St Mary's Church is in Walton (formerly Walton-on-the-Hill), Liverpool, Merseyside, England. It is an active Anglican parish church in the deanery of Walton, the archdeaconry of Liverpool and the diocese of Liverpool. Its benefice is united with those of St Nathanael, Walton-on-the-Hill, and St Aidan, Walton-on-the-Hill, to form the Walton Team Ministry. The church is recorded in the National Heritage List for England as a designated Grade II listed building.

==History==

St Mary's was originally the parish church of the Hundred of West Derby and of the area containing what was to become the city of Liverpool. A church on the site is mentioned in the Domesday Book; this was rebuilt in 1326. The nave was rebuilt in 1741, followed by the chancel in 1810. None of this has survived, the oldest part of the present church being the west tower, which was built in 1829–32 to a design by John Broadbent, a pupil of Thomas Rickman. The north side of the church was remodelled in 1840, and the chancel was rebuilt in 1843. In 1911 a south aisle, incorporating a chapel, an ambulatory, and a vestry were added by Nagington and Shennan. Most of the church, apart from the tower, was destroyed by incendiary bombs in the May Blitz of 1941. The body of the church was rebuilt between 1947 and 1953 by Quiggin and Gee, retaining the exterior as before, but creating a new interior. It is now open to visitors to allow them to view aspects of the church that date back to the Norman era.

==Architecture==
===Exterior===
The church consists of a five-bay nave with north and south porches, a south aisle continuing to the east as a chapel, a four-bay chancel with a vestry, and a west tower.
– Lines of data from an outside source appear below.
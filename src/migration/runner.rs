use std::sync::Arc;
use std::time::Instant;

use anyhow::Result;

use crate::migration::engine::{needs_migration, remap};
use crate::migration::result::MigrationResult;
use crate::storage::{raw_entity_id, ItemMap, Page, PreferenceItem, PreferenceStore};
use crate::utils::Metrics;

/// What happened to a single record. Aggregation works off this enum instead
/// of catch-and-continue control flow.
#[derive(Debug)]
enum RecordOutcome {
    /// Not a migratable preference record at all; no counter moves.
    Skipped,
    /// Already on the new identifier scheme.
    UpToDate,
    /// Needs migration but no rule produced a valid destination.
    NoMapping,
    /// Rewritten original first, then any split records.
    Migrated(Vec<PreferenceItem>),
}

enum RecordSource<'a> {
    All,
    User(&'a str),
}

/// Walks the record set, applies the remap engine per record and flushes
/// rewrites in store-sized batches.
pub struct MigrationRunner {
    store: Arc<dyn PreferenceStore>,
    metrics: Arc<Metrics>,
    batch_size: usize,
    category_attribute: String,
}

impl MigrationRunner {
    pub fn new(
        store: Arc<dyn PreferenceStore>,
        metrics: Arc<Metrics>,
        batch_size: usize,
        category_attribute: String,
    ) -> Self {
        Self {
            store,
            metrics,
            batch_size,
            category_attribute,
        }
    }

    /// Migrate every preference record in the table.
    pub async fn migrate_all(&self, dry_run: bool, deadline: Option<Instant>) -> MigrationResult {
        tracing::info!(dry_run, "Starting bulk category migration for all job preferences");
        let started = Instant::now();

        let mut result = MigrationResult::new(dry_run);
        if let Err(e) = self.walk(RecordSource::All, &mut result, deadline).await {
            tracing::error!("Fatal error during migration: {e:#}");
            result.record_error(format!("Fatal error: {e}"));
        }
        result.finalize();

        self.metrics
            .run_duration
            .observe(started.elapsed().as_secs_f64());
        tracing::info!(
            migrated = result.migrated_count,
            processed = result.processed_count,
            errors = result.error_count,
            "Migration completed"
        );
        result
    }

    /// Migrate one subject's preference records.
    pub async fn migrate_user(
        &self,
        subject_id: &str,
        dry_run: bool,
        deadline: Option<Instant>,
    ) -> MigrationResult {
        tracing::info!(subject_id, dry_run, "Starting category migration for user");
        let started = Instant::now();

        let mut result = MigrationResult::for_user(subject_id, dry_run);
        if let Err(e) = self
            .walk(RecordSource::User(subject_id), &mut result, deadline)
            .await
        {
            tracing::error!(subject_id, "Fatal error migrating user: {e:#}");
            result.record_error(format!("Fatal error: {e}"));
        }
        result.finalize();

        self.metrics
            .run_duration
            .observe(started.elapsed().as_secs_f64());
        tracing::info!(
            subject_id,
            migrated = result.migrated_count,
            processed = result.processed_count,
            "User migration completed"
        );
        result
    }

    async fn walk(
        &self,
        source: RecordSource<'_>,
        result: &mut MigrationResult,
        deadline: Option<Instant>,
    ) -> Result<()> {
        let mut buffer: Vec<PreferenceItem> = Vec::with_capacity(self.batch_size);
        let mut cursor: Option<ItemMap> = None;
        let mut page_count = 0u32;

        loop {
            // Cooperative cancellation, checked once per page pass
            if deadline.is_some_and(|d| Instant::now() >= d) {
                tracing::warn!(page_count, "Run deadline reached, stopping page walk early");
                break;
            }

            let page = self.next_page(&source, cursor).await?;
            page_count += 1;
            tracing::info!(
                page = page_count,
                records = page.items.len(),
                "Retrieved page"
            );

            for item in &page.items {
                match self.process_record(item) {
                    Ok(RecordOutcome::Skipped) => {}
                    Ok(RecordOutcome::UpToDate) => {
                        result.processed_count += 1;
                        self.metrics.records_processed.inc();
                    }
                    Ok(RecordOutcome::NoMapping) => {
                        result.processed_count += 1;
                        self.metrics.records_processed.inc();
                        tracing::warn!(
                            entity_id = %raw_entity_id(item),
                            "No valid migration found for preference"
                        );
                    }
                    Ok(RecordOutcome::Migrated(items)) => {
                        result.processed_count += 1;
                        result.migrated_count += 1;
                        self.metrics.records_processed.inc();
                        self.metrics.records_migrated.inc();
                        tracing::info!(
                            entity_id = %items[0].entity_id,
                            new_category_id = ?items[0].category_id,
                            splits = items.len() - 1,
                            "Migrated preference"
                        );
                        if !result.dry_run {
                            for rewritten in items {
                                self.queue(rewritten, &mut buffer, result).await;
                            }
                        }
                    }
                    Err(e) => {
                        result
                            .record_error(format!("Error processing preference {}: {e}", raw_entity_id(item)));
                        self.metrics.record_errors.inc();
                        tracing::error!(
                            entity_id = %raw_entity_id(item),
                            "Error processing preference: {e}"
                        );
                    }
                }
            }

            cursor = page.last_key;
            if cursor.is_none() {
                break;
            }
        }

        tracing::info!(
            page_count,
            processed = result.processed_count,
            migrated = result.migrated_count,
            "Page walk completed"
        );

        // Flush whatever is left, including after an early deadline exit
        self.flush(&mut buffer, result).await;
        Ok(())
    }

    async fn next_page(&self, source: &RecordSource<'_>, cursor: Option<ItemMap>) -> Result<Page> {
        match source {
            RecordSource::All => self.store.scan_page(cursor).await,
            RecordSource::User(subject_id) => self.store.query_page(subject_id, cursor).await,
        }
    }

    fn process_record(&self, item: &ItemMap) -> Result<RecordOutcome> {
        if !item.contains_key(&self.category_attribute) {
            return Ok(RecordOutcome::Skipped);
        }

        let preference = PreferenceItem::from_item(item)?;
        if !needs_migration(preference.category_id, &preference.subcategory_ids) {
            return Ok(RecordOutcome::UpToDate);
        }

        let buckets = remap(preference.category_id, &preference.subcategory_ids);

        // None-keyed buckets have no destination and are dropped here
        let mut destinations: Vec<(i32, Vec<i32>)> = buckets
            .into_iter()
            .filter_map(|(category_id, subcategory_ids)| {
                category_id.map(|id| (id, subcategory_ids))
            })
            .collect();

        if destinations.is_empty() {
            return Ok(RecordOutcome::NoMapping);
        }

        // First bucket rewrites the original in place, the rest become splits
        let (first_category, first_subcategories) = destinations.remove(0);
        let mut items = Vec::with_capacity(destinations.len() + 1);
        let original = preference.clone();
        items.push(preference.with_categories(first_category, first_subcategories));
        for (category_id, subcategory_ids) in destinations {
            items.push(original.clone_for_split(category_id, subcategory_ids));
        }

        Ok(RecordOutcome::Migrated(items))
    }

    /// Queue one rewrite; a full buffer is flushed before the write lands in a
    /// fresh one.
    async fn queue(
        &self,
        item: PreferenceItem,
        buffer: &mut Vec<PreferenceItem>,
        result: &mut MigrationResult,
    ) {
        if buffer.len() >= self.batch_size {
            self.flush(buffer, result).await;
        }
        buffer.push(item);
    }

    /// Submit the buffered writes. A failed flush counts every record in it as
    /// an error and the run keeps going.
    async fn flush(&self, buffer: &mut Vec<PreferenceItem>, result: &mut MigrationResult) {
        if buffer.is_empty() {
            return;
        }

        match self.store.batch_write(buffer).await {
            Ok(()) => {
                tracing::info!(count = buffer.len(), "Wrote batch");
                self.metrics.batch_writes.with_label_values(&["ok"]).inc();
            }
            Err(e) => {
                let count = buffer.len() as u64;
                result.error_count += count;
                result
                    .errors
                    .push(format!("Error writing batch of {} items: {e}", buffer.len()));
                self.metrics
                    .batch_writes
                    .with_label_values(&["error"])
                    .inc();
                tracing::error!(count, "Error writing batch: {e:#}");
            }
        }
        buffer.clear();
    }
}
The tower is in Perpendicular style, and is in four stages. It has angle buttresses rising to pinnacles, three-light windows, and a clock face on each side. In the top stage are three-light louvred bell openings. Around the summit is an embattled parapet with pierced tracery. At the east end of the church is a five-light window.

===Interior===
Inside the church are concrete vaults on a steel frame. At the west end is a stone gallery carried on three arches. In the chapel is a reredos that includes a copy of the Deposition of Christ by Fra Angelico, executed in 1860 by Vincenzo Corsi; this was formerly in Haigh Hall. The sandstone font is Norman but damaged. It is large and circular, and has carved panels depicting biblical scenes. The font was broken into pieces in 1941 and restored by E. Carter Preston, who also designed the stained glass in the church. At the east end of the church is a fragment of an Anglo-Saxon cross shaft.

==External features==

Associated with the church are four structures also listed at Grade II. The sandstone churchyard wall dates from the 19th century. There are three entrances with stone piers; all originally had iron overthrows supporting lanterns, but only one has survived. In the west section of the wall is a red granite drinking fountain. This was added in 1861 and paid for by Charles Pierre Melly; it is one of the earliest drinking fountains in England. In the churchyard, to the south of the church, is a sundial dating from the late 17th or the early 18th century. It consists of a baluster on a square step; the gnomon is missing. In the east wall of the churchyard is a former sandstone hearse house, of which only the façade remains. It dates from the early 19th century, it has a pointed entrance and a cornice, and is crenellated. To the left of the hearse house is a former mortuary. This is also in sandstone, dates from the early 19th century, and, again, only the façade remains. It has a pediment with a cornice and acroteria.